Fact 3: You get 35% back — even if you paid zero tax
For Canadian-controlled private corporations with under $10 million in prior-year capital, the federal rate is 35% of qualifying R&D spending. And here's the kicker: it's refundable. Meaning you get a cheque even if your company has never paid a dollar in tax.
Stack provincial credits on top: Ontario adds 8%. Nova Scotia adds 15%. British Columbia adds 10%. Quebec adds up to 30%. A Toronto startup can receive up to 43% back. A Montreal startup can hit 65%. That's not a typo.

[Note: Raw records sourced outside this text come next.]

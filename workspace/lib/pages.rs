//! HTML views: the parameter form, the results page, and the error page.
//!
//! Raw form values are always echoed back HTML-escaped.

use std::collections::HashMap;
use tiltbec::{
    error::ValidationError,
    params::{ Field, FIELDS },
    pipeline::Report,
    render::PANEL_TITLES,
};

/// Raw form values, keyed by field.
pub type FormValues = HashMap<String, String>;

const STYLE: &str = r#"
      body { font-family: sans-serif; max-width: 960px; margin: 2em auto; color: #222; }
      .field { margin-bottom: 1em; }
      .field label { display: block; font-weight: bold; }
      .form-control { width: 10em; padding: 0.2em; }
      .help { color: #666; font-size: 0.9em; }
      .errorlist { color: #b00; margin: 0.2em 0; padding-left: 1.2em; }
      .alert { border: 1px solid #b00; background: #fee; padding: 0.8em; }
      figure { margin: 0; }
      figure img { max-width: 100%; }
      dl.params { display: grid; grid-template-columns: max-content auto; gap: 0.2em 1em; }
"#;

/// Escape text for inclusion in HTML content or a quoted attribute.
pub fn escape(s: &str) -> String {
    s.chars()
        .fold(String::with_capacity(s.len()), |mut acc, c| {
            match c {
                '&' => acc.push_str("&amp;"),
                '<' => acc.push_str("&lt;"),
                '>' => acc.push_str("&gt;"),
                '"' => acc.push_str("&quot;"),
                '\'' => acc.push_str("&#x27;"),
                _ => acc.push(c),
            }
            acc
        })
}

fn layout(title: &str, body: &str) -> String {
    format!(
        "<!doctype html>\n<html lang=\"en\">\n  <head>\n    \
        <meta charset=\"utf-8\" />\n    \
        <title>{title}</title>\n    <style>{STYLE}    </style>\n  </head>\n  \
        <body>\n{body}  </body>\n</html>\n",
        title = escape(title),
    )
}

// the value to show in a field: whatever was submitted, else the initial value
fn field_value(field: &Field, values: &FormValues) -> String {
    values.get(field.key)
        .cloned()
        .unwrap_or_else(|| field.initial.to_string())
}

fn field_html(field: &Field, values: &FormValues, errors: Option<&ValidationError>)
    -> String
{
    let messages: String
        = errors.into_iter()
        .flat_map(|err| err.for_field(field.key))
        .map(|err| format!("<li>{}</li>", escape(&err.to_string())))
        .collect();
    let errorlist
        = if messages.is_empty() {
            String::new()
        } else {
            format!("      <ul class=\"errorlist\">{messages}</ul>\n")
        };
    format!(
        "    <div class=\"field\">\n      \
        <label for=\"id_{key}\">{label}</label>\n{errorlist}      \
        <input type=\"number\" class=\"form-control\" name=\"{key}\" \
        id=\"id_{key}\" value=\"{value}\" min=\"{min}\" max=\"{max}\" \
        step=\"{step}\" required />\n      \
        <div class=\"help\">{help}</div>\n    </div>\n",
        key = field.key,
        label = escape(field.label),
        value = escape(&field_value(field, values)),
        min = field.min,
        max = field.max,
        step = field.step,
        help = escape(field.help),
    )
}

fn form_html(values: &FormValues, errors: Option<&ValidationError>) -> String {
    let fields: String
        = FIELDS.iter()
        .map(|field| field_html(field, values, errors))
        .collect();
    format!(
        "  <form method=\"post\" action=\"/\">\n{fields}    \
        <button type=\"submit\">Run Simulation</button>\n  </form>\n"
    )
}

/// Render the parameter form, optionally with per-field validation errors.
///
/// Fields missing from `values` show their initial values.
pub fn form_page(values: &FormValues, errors: Option<&ValidationError>)
    -> String
{
    let body = format!(
        "  <h1>BEC Simulator</h1>\n  \
        <p>Thomas-Fermi condensate in a tilted trap.</p>\n{}",
        form_html(values, errors),
    );
    layout("BEC Simulator", &body)
}

/// Render the results of a successful run.
pub fn results_page(report: &Report) -> String {
    let captions: String
        = PANEL_TITLES.iter().enumerate()
        .map(|(i, title)| format!("<li>Panel {}: {}</li>", i + 1, escape(title)))
        .collect();
    let body = format!(
        "  <h1>Simulation Results</h1>\n  \
        <dl class=\"params\">\n    \
        <dt>Tilt Strength (α)</dt><dd>{alpha}</dd>\n    \
        <dt>Interaction Strength (g)</dt><dd>{g}</dd>\n    \
        <dt>Chemical Potential (μ)</dt><dd>{mu}</dd>\n    \
        <dt>Peak Density (n₀)</dt><dd>{n0}</dd>\n  </dl>\n  \
        <figure>\n    <img src=\"{src}\" alt=\"BEC simulation plots\" />\n    \
        <figcaption><ol>{captions}</ol></figcaption>\n  </figure>\n  \
        <p><a href=\"/\">Run another simulation</a></p>\n",
        alpha = report.params.alpha,
        g = report.params.g,
        mu = report.params.mu,
        n0 = report.n0_display(),
        src = report.data_url(),
    );
    layout("BEC Simulation Results", &body)
}

/// Render an error message above the (re-populated) parameter form.
pub fn error_page(message: &str, values: &FormValues) -> String {
    let body = format!(
        "  <h1>Simulation Error</h1>\n  \
        <div class=\"alert\">{}</div>\n{}",
        escape(message),
        form_html(values, None),
    );
    layout("BEC Simulation Error", &body)
}
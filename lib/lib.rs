#![allow(non_snake_case)]

//! Provides a local-density (Thomas-Fermi) model of a one-dimensional
//! Bose-Einstein condensate in a linearly tilted trap, along with its
//! Bogoliubov-like excitation spectrum, and the plumbing needed to turn a set
//! of user-supplied parameters into a rendered diagnostic figure.
//!
//! The model itself lives in [`model`]; everything else is layered around it:
//! - [`params`]: physical/grid parameters and validation of raw form input
//! - [`render`]: headless rasterization of the four diagnostic panels and
//!   PNG/base64 encoding
//! - [`pipeline`]: the validate → evaluate → render → encode sequence with a
//!   typed error for each stage
//!
//! ```
//! use tiltbec::model;
//!
//! let ev = model::simulate(0.05, 0.5, 1.0).unwrap();
//! assert_eq!(ev.x().len(), 1000);
//! assert_eq!(ev.k().len(), 200);
//! assert!(ev.psi_imag().iter().all(|im| *im == 0.0));
//! assert!(ev.n0() > 0.0);
//! ```
//!
//! See [`docs`] for theoretical background.

pub mod error;
pub mod params;
pub mod utils;
pub mod model;
pub mod render;
pub mod text;
pub mod pipeline;

pub mod docs;

/// Default spatial extent of the position grid.
pub const DEF_LENGTH: f64 = 20.0;
/// Default number of position grid points.
pub const DEF_SAMPLES: usize = 1000;
/// Width of the moving-average window applied to the density.
pub const SMOOTHING_WINDOW: usize = 5;
/// Number of momentum grid points.
pub const MOMENTUM_SAMPLES: usize = 200;
/// The momentum grid covers `[-MOMENTUM_MAX, MOMENTUM_MAX]`.
pub const MOMENTUM_MAX: f64 = 5.0;

pub type Arr1<S> = ndarray::ArrayBase<S, ndarray::Ix1>;
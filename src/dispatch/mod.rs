//! Applies parsed commands to the store (spec.md §4.2-§4.3, §4.9).

pub mod animation_cmd;
pub mod delete;
pub mod dispatcher;
pub mod placement_cmd;
pub mod transmit;

pub use delete::CellCallback;
pub use dispatcher::{dispatch, RedrawHook};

Four-person startup in Toronto. Annual payroll $520K. Two engineers spend 60% of their time on R&D, one spends 30%, the founder spends 20%. Qualifying wages: $234K. Federal refund at 35%: $81,900. Ontario OITC at 8%: $18,700. Total: $100,600. That's nearly 20% of your annual wage bill — cash that extends your runway by two to three months without touching your investor's capital.
Fact 4: You have 18 months, but waiting costs you
The deadline is generous: 18 months after your fiscal year-end. Ended December 31, 2025? You have until June 30, 2027. Sounds great. Except the refund takes 3–6 months to process after you file. So if you wait until the deadline, you're waiting an extra half year for money you could have had already.
The 2024 federal budget also quietly expanded cloud computing eligibility. AWS, Azure, GCP infrastructure used for R&D now counts more cleanly — no more complex allocation gymnastics. Another reason to file sooner rather than later.
Fact 5: The biggest claim ever was $2.4 billion
In 2013, Bombardier filed what is widely reported as the largest SR&ED claim in Canadian history — approximately $2.4 billion across multiple subsidiaries and fiscal years. It covered the CSeries aircraft, now the Airbus A220. Aerodynamic modeling, composite wings, fly-by-wire avionics. The claim portfolio was approved after extensive review.
The point isn't that you should aim for billions. The point is that the program has no ceiling. A $50K claim from a startup gets the same proportional treatment as a $50M claim from an aerospace giant. CRA doesn't care about size. They care about documentation.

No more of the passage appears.